FOLLOW US ON:
GET THE NEWSLETTER
CONTACT US
Full-color Basil Wolverton cards rejected by Topps in 1968
10.17.2018
11:58 am
Topics:
Tags:


 
It’s tempting to suppose that Basil Wolverton never drew even a single doodle that couldn’t elicit a “WTF?” from a random passerby. Wolverton’s manic and aggressively cracked images found a natural home at MAD Magazine, where he executed the notable May 1954 cover of the run, featuring the “Beautiful Girl of the Month,” with predictable results. An extreme approach such as Wolverton’s was bound to spark a passionate cult of admirers, but no less an authority than Jules Feiffer bluntly stated, “I don’t like his work. I think it’s ugly.”

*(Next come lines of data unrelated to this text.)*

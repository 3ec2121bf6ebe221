// File: crates/analytics-core/src/scale.rs
// Summary: Value-to-pixel mappers (index X, value Y, angular, bar length).
// Notes:
// - Degenerate input (empty, all-zero, single point) is defused here and only
//   here: the value range is floored at 1 and the index span at 1.

use std::f64::consts::TAU;

use crate::series::sanitize_quantity;

/// `max(values..., 1)`; the floor every value axis starts from.
pub fn max_or_one<I: IntoIterator<Item = f64>>(values: I) -> f64 {
    values.into_iter().filter(|v| v.is_finite()).fold(1.0, f64::max)
}

#[inline]
fn floor_one(max_value: f64) -> f64 {
    if max_value.is_finite() { max_value.max(1.0) } else { 1.0 }
}

/// X pixel of sample `i` out of `n`, spread between the paddings.
#[inline]
pub fn linear_x(i: usize, n: usize, width: f64, padding: f64) -> f64 {
    let span = n.saturating_sub(1).max(1) as f64;
    padding + i as f64 * (width - 2.0 * padding) / span
}

/// Y pixel of `value`, with 0 on the baseline (`height - padding`).
#[inline]
pub fn linear_y(value: f64, max_value: f64, height: f64, padding: f64) -> f64 {
    height - padding - (value / floor_one(max_value)) * (height - 2.0 * padding)
}

/// Fraction of a full turn to radians.
#[inline]
pub fn angular(cumulative_fraction: f64) -> f64 {
    cumulative_fraction * TAU
}

/// Horizontal bar length; never negative.
#[inline]
pub fn bar_length(value: f64, max_value: f64, width: f64, fixed_margin: f64) -> f64 {
    ((width - fixed_margin) * (value / floor_one(max_value))).max(0.0)
}

/// `[start, end)` angle pairs for a run of quantities, in order.
/// Total is floored at 1, so an all-zero run collapses to empty wedges at 0.
pub fn wedge_angles(quantities: &[f64]) -> Vec<(f64, f64)> {
    let total = floor_one(quantities.iter().copied().map(sanitize_quantity).sum());
    let mut acc = 0.0;
    quantities
        .iter()
        .map(|&q| {
            let start = angular(acc / total);
            acc += sanitize_quantity(q);
            (start, angular(acc / total))
        })
        .collect()
}

/// Index scale for a fixed sample count.
#[derive(Clone, Copy, Debug)]
pub struct IndexScale {
    pub n: usize,
    pub width: f64,
    pub padding: f64,
}

impl IndexScale {
    pub fn new(n: usize, width: f64, padding: f64) -> Self {
        Self { n, width, padding }
    }
    #[inline]
    pub fn to_px(&self, i: usize) -> f64 {
        linear_x(i, self.n, self.width, self.padding)
    }
}

/// Value scale from 0 to a floored maximum.
#[derive(Clone, Copy, Debug)]
pub struct ValueScale {
    pub max_value: f64,
    pub height: f64,
    pub padding: f64,
}

impl ValueScale {
    pub fn new(max_value: f64, height: f64, padding: f64) -> Self {
        Self { max_value: floor_one(max_value), height, padding }
    }
    /// Scale fitted to `values`.
    pub fn fitted<I: IntoIterator<Item = f64>>(values: I, height: f64, padding: f64) -> Self {
        Self::new(max_or_one(values), height, padding)
    }
    #[inline]
    pub fn to_px(&self, value: f64) -> f64 {
        linear_y(value, self.max_value, self.height, self.padding)
    }
}
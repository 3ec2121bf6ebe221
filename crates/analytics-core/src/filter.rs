// File: crates/analytics-core/src/filter.rs
// Summary: Stable record filter keeping only records dated inside a time window.

use crate::records::Dated;
use crate::window::TimeWindow;

/// Keep records whose date parses and lies in `[window.start, window.end]`.
/// Records with a missing or unparsable date are dropped without a trace.
/// Output order matches input order.
pub fn filter_by_window<'a, T: Dated>(records: &'a [T], window: &TimeWindow) -> Vec<&'a T> {
    let kept: Vec<&T> = records
        .iter()
        .filter(|r| r.calendar_date().is_some_and(|d| window.contains(d)))
        .collect();
    log::trace!(
        "window {} [{}..={}]: kept {} of {} records",
        window.tag,
        window.start,
        window.end,
        kept.len(),
        records.len()
    );
    kept
}
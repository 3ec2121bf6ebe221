// File: crates/analytics-core/src/grid.rs
// Summary: Tick layout helpers.

/// `steps` evenly spaced values from `start` to `end`, both included.
pub fn linspace(start: f64, end: f64, steps: usize) -> Vec<f64> {
    match steps {
        0 => Vec::new(),
        1 => vec![start],
        _ => {
            let step = (end - start) / (steps as f64 - 1.0);
            (0..steps).map(|i| start + step * i as f64).collect()
        }
    }
}

/// Format a quantity without a trailing `.0` when it is whole.
pub fn format_quantity(v: f64) -> String {
    if !v.is_finite() {
        return "0".to_string();
    }
    if (v - v.round()).abs() < 1e-9 {
        format!("{}", v.round() as i64)
    } else {
        let s = format!("{v:.2}");
        s.trim_end_matches('0').trim_end_matches('.').to_string()
    }
}
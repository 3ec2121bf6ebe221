// File: crates/analytics-core/src/types.rs
// Summary: Shared types and constants (viewport sizes, paddings).

use serde::{Deserialize, Serialize};

/// Default chart width in pixels.
pub const WIDTH: f64 = 360.0;
/// Default chart height in pixels.
pub const HEIGHT: f64 = 220.0;
/// Default inner padding in pixels.
pub const PADDING: f64 = 32.0;

/// Drawing surface reported by the host.
/// Contract: `width == 0` means the host has not finished a layout pass yet;
/// builders emit nothing until a real width arrives. The same holds for any
/// non-finite dimension or a negative padding.
#[derive(Clone, Copy, Debug, PartialEq, Serialize, Deserialize)]
pub struct Viewport {
    pub width: f64,
    pub height: f64,
    pub padding: f64,
}

impl Viewport {
    pub const fn new(width: f64, height: f64, padding: f64) -> Self {
        Self { width, height, padding }
    }

    /// Same surface with a different width (e.g. after a layout report).
    pub const fn with_width(self, width: f64) -> Self {
        Self { width, ..self }
    }

    /// True when the surface can hold geometry at all.
    pub fn is_ready(&self) -> bool {
        self.width.is_finite()
            && self.width > 0.0
            && self.height.is_finite()
            && self.height > 0.0
            && self.padding.is_finite()
            && self.padding >= 0.0
    }

    /// Horizontal extent between the paddings, never negative.
    pub fn plot_width(&self) -> f64 { (self.width - 2.0 * self.padding).max(0.0) }
    /// Vertical extent between the paddings, never negative.
    pub fn plot_height(&self) -> f64 { (self.height - 2.0 * self.padding).max(0.0) }
    /// Y coordinate of the value axis origin.
    pub fn baseline(&self) -> f64 { self.height - self.padding }
}

impl Default for Viewport {
    fn default() -> Self {
        Self::new(WIDTH, HEIGHT, PADDING)
    }
}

In addition to MAD, Wolverton also found a patron in the Topps Company in the 1960s, which was primarily known for sports trading cards but also produced the Bazooka Joe strips and a wide variety of movie tie-ins and humorous products. Wolverton’s best-known series for Topps was the Ugly Stickers line, which looked like this:
 

 
It will be noted that the very name of the line seemed to embrace Feiffer’s critique as a positive good.

In 1968 Wolverton worked on a test project called “Hang-Ups,” which was to be a full-color gallery of grotesques in his scarcely imitable style. The project was overseen by a Topps manager named Bhob Stewart (sic), who later reviewed movies in the pages of Heavy Metal.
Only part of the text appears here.